In September, as Navratri began, hundreds of people were hospitalised after consuming adulterated flour. Nearly 400 residents across north and north-west Delhi were admitted to Babu Jagjivan Ram Hospital. The following month, Delhi Police seized nearly 6,800 units of adulterated ghee and sweets during six separate raids. Furthermore, approximately 2,000 kilograms of spurious sweets were found in a raid carried out in Raghubir Nagar.

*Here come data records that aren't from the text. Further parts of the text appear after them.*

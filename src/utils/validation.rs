use crate::utils::error::{PipelineError, Result};
use url::Url;

pub trait Validate {
    fn validate(&self) -> Result<()>;
}

pub fn validate_url(field_name: &str, url_str: &str) -> Result<()> {
    if url_str.is_empty() {
        return Err(PipelineError::InvalidConfigValueError {
            field: field_name.to_string(),
            value: url_str.to_string(),
            reason: "URL cannot be empty".to_string(),
        });
    }

    match Url::parse(url_str) {
        Ok(url) => match url.scheme() {
            "http" | "https" => Ok(()),
            scheme => Err(PipelineError::InvalidConfigValueError {
                field: field_name.to_string(),
                value: url_str.to_string(),
                reason: format!("Unsupported URL scheme: {}", scheme),
            }),
        },
        Err(e) => Err(PipelineError::InvalidConfigValueError {
            field: field_name.to_string(),
            value: url_str.to_string(),
            reason: format!("Invalid URL format: {}", e),
        }),
    }
}

pub fn validate_path(field_name: &str, path: &str) -> Result<()> {
    if path.trim().is_empty() {
        return Err(PipelineError::InvalidConfigValueError {
            field: field_name.to_string(),
            value: path.to_string(),
            reason: "Path cannot be empty".to_string(),
        });
    }

    if path.contains('\0') {
        return Err(PipelineError::InvalidConfigValueError {
            field: field_name.to_string(),
            value: path.to_string(),
            reason: "Path contains null bytes".to_string(),
        });
    }

    Ok(())
}

pub fn validate_positive_number(field_name: &str, value: usize, min_value: usize) -> Result<()> {
    if value < min_value {
        return Err(PipelineError::InvalidConfigValueError {
            field: field_name.to_string(),
            value: value.to_string(),
            reason: format!("Value must be at least {}", min_value),
        });
    }
    Ok(())
}

pub fn validate_non_empty_string(field_name: &str, value: &str) -> Result<()> {
    if value.trim().is_empty() {
        return Err(PipelineError::InvalidConfigValueError {
            field: field_name.to_string(),
            value: value.to_string(),
            reason: "Value cannot be empty or whitespace-only".to_string(),
        });
    }
    Ok(())
}

pub fn validate_range<T: PartialOrd + std::fmt::Display + Copy>(
    field_name: &str,
    value: T,
    min: T,
    max: T,
) -> Result<()> {
    if value < min || value > max {
        return Err(PipelineError::InvalidConfigValueError {
            field: field_name.to_string(),
            value: value.to_string(),
            reason: format!("Value must be between {} and {}", min, max),
        });
    }
    Ok(())
}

This malaise is not confined to Delhi but plagues several northern States. In Punjab’s Faridkot, the Health and Police Departments confiscated 1,800 kg of suspected adulterated sweets. Likewise, in Lucknow, the Food Safety and Drug Administration seized and incinerated nearly 1,700 kg of tainted food items. In Noida and Ghaziabad, over 1,100 kg of contaminated food products were disposed of following inspections.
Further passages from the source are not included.